No me gustan las respuestas de la postura martirológica de la autocompasión: “Es que... yo no me permito que me vaya bien”. No es que no crea posible que esa conclusión pueda ser ocasionalmente genuina, pero la mayoría de las veces es la versión de algo leído o de algo expresado por un terapeuta en una sesión ajena:

Sinceramente, casi nadie quiere conscientemente arruinarse la vida... Esta no es casi nunca la verdadera explicación.

¿Y entonces? Si las personas no elegimos de forma deliberada cosas que nos dañan, ¿cuál es la explicación de que elijamos una y otra vez estas conductas destructivas?

Dicho esto, no podemos más que darnos cuenta de que no se trata de contestar a la pregunta de “por qué me pasan estas cosas”.
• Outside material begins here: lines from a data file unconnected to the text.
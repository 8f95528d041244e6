//! Inference client: one blocking, non-streaming generate call per prompt

use std::time::Duration;

use ollabench_common::{InferenceError, ModelSpec};
use serde::{Deserialize, Serialize};

/// Server-reported counters for a single generate call.
///
/// Durations are nanoseconds. Every field is optional: `None` means the server
/// did not report it, which is distinct from a reported zero.
#[derive(Debug, Clone, Copy, Default, PartialEq, Eq, Deserialize)]
pub struct OllamaStats {
    pub total_duration: Option<u64>,
    pub load_duration: Option<u64>,
    pub prompt_eval_count: Option<u64>,
    pub prompt_eval_duration: Option<u64>,
    pub eval_count: Option<u64>,
    pub eval_duration: Option<u64>,
}

impl OllamaStats {
    pub fn total_duration_secs(&self) -> Option<f64> { self.total_duration.map(nanos_to_secs) }
    pub fn load_duration_secs(&self) -> Option<f64> { self.load_duration.map(nanos_to_secs) }
    pub fn prompt_eval_duration_secs(&self) -> Option<f64> { self.prompt_eval_duration.map(nanos_to_secs) }
    pub fn eval_duration_secs(&self) -> Option<f64> { self.eval_duration.map(nanos_to_secs) }

    /// Prompt tokens per second.
    pub fn prompt_eval_rate(&self) -> Option<f64> { rate(self.prompt_eval_count, self.prompt_eval_duration) }

    /// Generated tokens per second.
    pub fn eval_rate(&self) -> Option<f64> { rate(self.eval_count, self.eval_duration) }
}

fn rate(count: Option<u64>, duration_ns: Option<u64>) -> Option<f64> {
    match (count, duration_ns) {
        (Some(c), Some(d)) if d > 0 => Some(c as f64 / nanos_to_secs(d)),
        _ => None,
    }
}

pub fn nanos_to_secs(ns: u64) -> f64 { ns as f64 / 1e9 }

/// Human-readable duration for log lines.
pub fn format_duration(ns: u64) -> String {
    if ns < 1_000_000 {
        format!("{ns} ns")
    } else if ns < 1_000_000_000 {
        format!("{:.2} ms", ns as f64 / 1e6)
    } else if ns < 60_000_000_000 {
        format!("{:.2} s", ns as f64 / 1e9)
    } else {
        format!("{:.2} min", ns as f64 / 60e9)
    }
}

#[derive(Debug, Clone, PartialEq)]
pub struct Generation {
    pub response: String,
    pub stats: OllamaStats,
}

pub trait InferenceClient: Send + Sync {
    /// Send `prompt` to `model` and wait for the complete response.
    fn generate(&self, model: &ModelSpec, prompt: &str) -> Result<Generation, InferenceError>;
    /// Names of the models the server currently has available.
    fn list_models(&self) -> Result<Vec<String>, InferenceError>;
}

#[derive(Serialize)]
struct GenerateRequest<'a> {
    model: &'a str,
    prompt: &'a str,
    stream: bool,
}

#[derive(Deserialize)]
struct GenerateResponse {
    response: String,
    #[serde(flatten)]
    stats: OllamaStats,
}

#[derive(Deserialize)]
struct TagsResponse {
    #[serde(default)]
    models: Vec<TagEntry>,
}

#[derive(Deserialize)]
struct TagEntry {
    name: String,
}

const BODY_EXCERPT_CHARS: usize = 200;

/// Client for an Ollama-compatible HTTP API.
pub struct OllamaClient {
    base_url: String,
    http: reqwest::blocking::Client,
}

impl OllamaClient {
    pub fn new(base_url: &str, timeout: Option<Duration>) -> Result<Self, InferenceError> {
        // reqwest's blocking client defaults to a 30s timeout, far too short for generation
        let http = reqwest::blocking::Client::builder()
            .timeout(timeout)
            .build()
            .map_err(|e| InferenceError::Unreachable(e.to_string()))?;
        Ok(Self { base_url: base_url.trim_end_matches('/').to_string(), http })
    }

    fn get_text(&self, response: reqwest::blocking::Response) -> Result<String, InferenceError> {
        let status = response.status();
        if !status.is_success() {
            let body = response.text().unwrap_or_default();
            return Err(InferenceError::Status {
                status: status.as_u16(),
                body: body.chars().take(BODY_EXCERPT_CHARS).collect(),
            });
        }
        response.text().map_err(|e| InferenceError::Unreachable(e.to_string()))
    }
}

impl InferenceClient for OllamaClient {
    fn generate(&self, model: &ModelSpec, prompt: &str) -> Result<Generation, InferenceError> {
        let url = format!("{}/api/generate", self.base_url);
        let body = GenerateRequest { model: model.as_str(), prompt, stream: false };
        tracing::debug!(target: "client", "POST {} model={}", url, model);
        let response = self
            .http
            .post(&url)
            .json(&body)
            .send()
            .map_err(|e| InferenceError::Unreachable(e.to_string()))?;
        let text = self.get_text(response)?;
        parse_generate_body(&text)
    }

    fn list_models(&self) -> Result<Vec<String>, InferenceError> {
        let url = format!("{}/api/tags", self.base_url);
        let response = self
            .http
            .get(&url)
            .send()
            .map_err(|e| InferenceError::Unreachable(e.to_string()))?;
        let text = self.get_text(response)?;
        let tags: TagsResponse =
            serde_json::from_str(&text).map_err(|e| InferenceError::Decode(e.to_string()))?;
        Ok(tags.models.into_iter().map(|m| m.name).collect())
    }
}

/// Parse a generate response body.
///
/// A single JSON object is expected. Servers that ignore `stream: false` answer
/// with newline-delimited chunks instead; those are stitched back together, with
/// the statistics taken from the final chunk.
pub fn parse_generate_body(text: &str) -> Result<Generation, InferenceError> {
    match serde_json::from_str::<GenerateResponse>(text) {
        Ok(r) => Ok(Generation { response: r.response, stats: r.stats }),
        Err(whole_err) => {
            let lines: Vec<&str> = text.lines().filter(|l| !l.trim().is_empty()).collect();
            if lines.len() < 2 {
                return Err(InferenceError::Decode(whole_err.to_string()));
            }
            let mut response = String::new();
            let mut stats = OllamaStats::default();
            for line in lines {
                let chunk: GenerateResponse =
                    serde_json::from_str(line).map_err(|e| InferenceError::Decode(e.to_string()))?;
                response.push_str(&chunk.response);
                stats = chunk.stats;
            }
            tracing::warn!(target: "client", "server streamed a non-streaming request; reassembled chunks");
            Ok(Generation { response, stats })
        }
    }
}

#[cfg(feature = "mock")]
pub mod mock {
    use super::*;
    use std::collections::HashSet;
    use std::sync::Mutex;

    /// In-process stand-in for the inference server.
    ///
    /// Echoes `"<model>: <prompt>"` with fixed stats, and fails with a 500 for
    /// any (model, prompt) pair registered through [`ScriptedClient::fail_on`].
    #[derive(Default)]
    pub struct ScriptedClient {
        stats: OllamaStats,
        failures: HashSet<(String, String)>,
        models: Vec<String>,
        calls: Mutex<Vec<(String, String)>>,
    }

    impl ScriptedClient {
        pub fn new(stats: OllamaStats) -> Self { Self { stats, ..Self::default() } }

        pub fn fail_on(mut self, model: &str, prompt: &str) -> Self {
            self.failures.insert((model.to_string(), prompt.to_string()));
            self
        }

        pub fn with_models(mut self, models: &[&str]) -> Self {
            self.models = models.iter().map(|m| m.to_string()).collect();
            self
        }

        /// Every (model, prompt) pair seen so far, in call order.
        pub fn calls(&self) -> Vec<(String, String)> {
            self.calls.lock().map(|c| c.clone()).unwrap_or_default()
        }
    }

    impl InferenceClient for ScriptedClient {
        fn generate(&self, model: &ModelSpec, prompt: &str) -> Result<Generation, InferenceError> {
            let key = (model.as_str().to_string(), prompt.to_string());
            if let Ok(mut calls) = self.calls.lock() {
                calls.push(key.clone());
            }
            if self.failures.contains(&key) {
                return Err(InferenceError::Status { status: 500, body: "scripted failure".into() });
            }
            Ok(Generation { response: format!("{model}: {prompt}"), stats: self.stats })
        }

        fn list_models(&self) -> Result<Vec<String>, InferenceError> { Ok(self.models.clone()) }
    }
}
La pregunta inteligente y útil es “para qué me estoy ocupando de que esto me pase una y otra vez”.

Para ello, volvamos a la lista de los seis motivos enunciados a modo de ejemplo más arriba. Reformulemos las respuestas para contestar a la nueva pregunta: ¿Para qué dejo o hago que esto me pase?
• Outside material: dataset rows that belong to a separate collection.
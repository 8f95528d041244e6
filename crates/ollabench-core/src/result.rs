//! One row's worth of outcome for a (model, prompt) pair

use std::sync::Arc;
use std::time::Duration;

use chrono::{DateTime, Local};
use ollabench_client::OllamaStats;
use ollabench_common::{InferenceError, ModelSpec};
use ollabench_obs::SystemInfo;

use crate::catalog::PromptItem;

/// Outcome of one (model, prompt) pair. Written once, never modified.
#[derive(Debug, Clone)]
pub struct BenchmarkResult {
    pub model: ModelSpec,
    pub category: String,
    pub prompt_id: String,
    pub prompt: String,
    /// `None` when the request failed.
    pub response: Option<String>,
    /// Wall-clock time around the request, including transport and parsing.
    pub duration: Option<Duration>,
    pub stats: OllamaStats,
    pub system: Arc<SystemInfo>,
    pub timestamp: DateTime<Local>,
    pub error: Option<InferenceError>,
}

impl BenchmarkResult {
    pub fn success(
        model: &ModelSpec,
        item: &PromptItem,
        response: String,
        duration: Duration,
        stats: OllamaStats,
        system: Arc<SystemInfo>,
    ) -> Self {
        Self {
            model: model.clone(),
            category: item.category.clone(),
            prompt_id: item.id.clone(),
            prompt: item.text.clone(),
            response: Some(response),
            duration: Some(duration),
            stats,
            system,
            timestamp: Local::now(),
            error: None,
        }
    }

    /// A row for a failed request: identity and host columns only, every metric absent.
    pub fn failure(model: &ModelSpec, item: &PromptItem, error: InferenceError, system: Arc<SystemInfo>) -> Self {
        Self {
            model: model.clone(),
            category: item.category.clone(),
            prompt_id: item.id.clone(),
            prompt: item.text.clone(),
            response: None,
            duration: None,
            stats: OllamaStats::default(),
            system,
            timestamp: Local::now(),
            error: Some(error),
        }
    }

    pub fn is_success(&self) -> bool { self.error.is_none() }
}
//! Host descriptors captured once per run and attached to every result row

use std::process::Command;

use sysinfo::System;

const GIB: f64 = 1024.0 * 1024.0 * 1024.0;

#[derive(Debug, Clone, Default, PartialEq)]
pub struct SystemInfo {
    pub cpu: Option<String>,
    pub ram_total_bytes: Option<u64>,
    /// One entry per GPU found; empty when none could be detected.
    pub gpus: Vec<String>,
    pub os: Option<String>,
    pub os_version: Option<String>,
}

impl SystemInfo {
    /// Query the host. Never fails: anything that cannot be determined is left empty.
    pub fn collect() -> Self {
        let mut sys = System::new();
        sys.refresh_cpu();
        sys.refresh_memory();

        let cpu = sys
            .cpus()
            .first()
            .map(|c| c.brand().trim().to_string())
            .filter(|b| !b.is_empty());
        let ram_total_bytes = Some(sys.total_memory()).filter(|&m| m > 0);
        let info = Self {
            cpu,
            ram_total_bytes,
            gpus: detect_gpus(),
            os: System::name(),
            os_version: System::os_version(),
        };
        tracing::info!(
            target: "sysinfo",
            "cpu={} ram={} gpu={} os={} {}",
            info.cpu_info(),
            info.ram_total_gib().map(|g| format!("{g:.2} GiB")).unwrap_or_else(|| "N/A".into()),
            if info.gpus.is_empty() { "N/A".to_string() } else { info.gpu_info() },
            info.os.as_deref().unwrap_or("unknown"),
            info.os_version.as_deref().unwrap_or(""),
        );
        info
    }

    pub fn cpu_info(&self) -> String { self.cpu.clone().unwrap_or_default() }

    pub fn ram_total_gib(&self) -> Option<f64> { self.ram_total_bytes.map(|b| b as f64 / GIB) }

    pub fn gpu_info(&self) -> String { self.gpus.join("; ") }
}

fn detect_gpus() -> Vec<String> {
    #[cfg(feature = "nvidia")]
    {
        let gpus = nvml_gpus();
        if !gpus.is_empty() {
            return gpus;
        }
    }
    nvidia_smi_gpus()
}

#[cfg(feature = "nvidia")]
fn nvml_gpus() -> Vec<String> {
    let nvml = match nvml_wrapper::Nvml::init() {
        Ok(n) => n,
        Err(e) => {
            tracing::debug!(target: "sysinfo", "nvml unavailable: {e}");
            return Vec::new();
        }
    };
    let count = nvml.device_count().unwrap_or(0);
    (0..count)
        .filter_map(|i| nvml.device_by_index(i).ok())
        .filter_map(|d| d.name().ok())
        .collect()
}

fn nvidia_smi_gpus() -> Vec<String> {
    match Command::new("nvidia-smi").args(["--query-gpu=name", "--format=csv,noheader"]).output() {
        Ok(out) if out.status.success() => parse_gpu_names(&String::from_utf8_lossy(&out.stdout)),
        Ok(out) => {
            tracing::warn!(
                target: "sysinfo",
                "nvidia-smi failed: {}",
                String::from_utf8_lossy(&out.stderr).trim()
            );
            Vec::new()
        }
        Err(_) => {
            tracing::warn!(target: "sysinfo", "nvidia-smi not found; GPU info unavailable");
            Vec::new()
        }
    }
}

fn parse_gpu_names(stdout: &str) -> Vec<String> {
    stdout.lines().map(str::trim).filter(|l| !l.is_empty()).map(String::from).collect()
}
//! Sequential benchmark loop: models × categories × prompts

use std::sync::Arc;
use std::time::Instant;

use ollabench_client::{format_duration, InferenceClient, OllamaStats};
use ollabench_common::{ModelSpec, WriteError};
use ollabench_obs::SystemInfo;

use crate::catalog::{PromptCatalog, PromptItem};
use crate::recorder::ResultRecorder;
use crate::result::BenchmarkResult;

#[derive(Debug, Clone, Copy, Default, PartialEq, Eq)]
pub struct RunSummary {
    pub attempted: usize,
    pub succeeded: usize,
    pub failed: usize,
}

/// Drives one run. Exactly one request is in flight at a time, and each
/// result is on disk before the next request is sent.
pub struct BenchmarkRunner<'a> {
    client: &'a dyn InferenceClient,
    recorder: &'a mut ResultRecorder,
    system: Arc<SystemInfo>,
}

impl<'a> BenchmarkRunner<'a> {
    pub fn new(client: &'a dyn InferenceClient, recorder: &'a mut ResultRecorder, system: SystemInfo) -> Self {
        Self { client, recorder, system: Arc::new(system) }
    }

    /// Run every prompt in `catalog` against every model, in the order given.
    ///
    /// Inference failures are recorded as rows with empty metrics; only a
    /// failure to write the output aborts the run.
    pub fn run(&mut self, models: &[ModelSpec], catalog: &PromptCatalog) -> Result<RunSummary, WriteError> {
        let mut summary = RunSummary::default();
        let total = models.len() * catalog.prompt_count();
        for model in models {
            for category in catalog.categories() {
                for item in &category.prompts {
                    summary.attempted += 1;
                    tracing::info!(
                        target: "runner",
                        "[{}/{}] model={} category={} prompt={}",
                        summary.attempted, total, model, category.name, item.id
                    );
                    let result = self.run_one(model, item);
                    if result.is_success() { summary.succeeded += 1 } else { summary.failed += 1 }
                    self.recorder.append(&result)?;
                }
            }
        }
        Ok(summary)
    }

    fn run_one(&self, model: &ModelSpec, item: &PromptItem) -> BenchmarkResult {
        let start = Instant::now();
        let outcome = self.client.generate(model, &item.text);
        let duration = start.elapsed();
        match outcome {
            Ok(generation) => {
                tracing::info!(
                    target: "runner",
                    "model={} prompt={} duration={:.2}s {}",
                    model,
                    item.id,
                    duration.as_secs_f64(),
                    describe_stats(&generation.stats)
                );
                tracing::debug!(target: "runner", "response: {:.100}", generation.response);
                BenchmarkResult::success(model, item, generation.response, duration, generation.stats, self.system.clone())
            }
            Err(err) => {
                tracing::warn!(target: "runner", "model={} prompt={} failed: {}", model, item.id, err);
                BenchmarkResult::failure(model, item, err, self.system.clone())
            }
        }
    }
}

fn describe_stats(stats: &OllamaStats) -> String {
    let dur = |ns: Option<u64>| ns.map(format_duration).unwrap_or_else(|| "n/a".into());
    let rate = |r: Option<f64>| r.map(|r| format!("{r:.2} tokens/s")).unwrap_or_else(|| "n/a".into());
    format!(
        "total={} load={} prompt_eval={} ({}) eval={} ({})",
        dur(stats.total_duration),
        dur(stats.load_duration),
        dur(stats.prompt_eval_duration),
        rate(stats.prompt_eval_rate()),
        dur(stats.eval_duration),
        rate(stats.eval_rate()),
    )
}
  1. Para no tomarme el trabajo de luchar contra mis hábitos.
  2. Para seguir obedeciendo a mis padres para que me quieran.
  3. Para no cuestionar lo de afuera.
  4. Para intentar vencer esa dificultad.
  5. Para dar lástima (¡la compasión se parece tanto al amor!).
  6. Para no arriesgar lo que tengo por un cambio de actitud.

Salir de la zona de confort

Quedarnos en el camino por el que venimos, haciendo lo que siempre hicimos y respondiendo de la manera habitual, es permanecer en nuestra “zona de confort”, como se la llama actualmente.

El riesgo de hacer algo nuevo aunque ofrezca claramente una mejor oportunidad aparece ante nosotros como el peligro de pasar por algo peor, como por ejemplo el peligro de contradecir la idea que tenemos de nosotros mismos o de frustrar a nuestro ego, que siempre se regocija cuando la realidad le hace saber que todo salió como él predijo (es decir ¡MAL!), haciéndole saber que no es infalible, ni siquiera para predecir calamidades.

Salir del círculo vicioso es transitar un camino muy relacionado con el concepto de desapego del que tanto hemos hablado. Dicho de otra manera.

  • No quedarnos prisioneros de nuestra idea de cómo somos (“es que yo soy así”),
  • No aferrados a las conductas que alguna vez tuvieron algún sentido pero que hoy ya no lo tienen (no es teniendo un berrinche ni pataleando ni gritando como conseguiremos que nuestro jefe evalúe seriamente el aumento de salario que le pedimos).

Desapego, en este caso, es aceptar que ya no somos los que éramos, ni lo que pensábamos que éramos.

Es dejar en el camino alguna de esas “cualidades” de las que nos ufanábamos habitualmente y que más solíamos apreciar (como cuando decíamos con orgullo que defendíamos nuestras posturas con vehemencia para esconder que actuábamos en realidad como tercos y necios).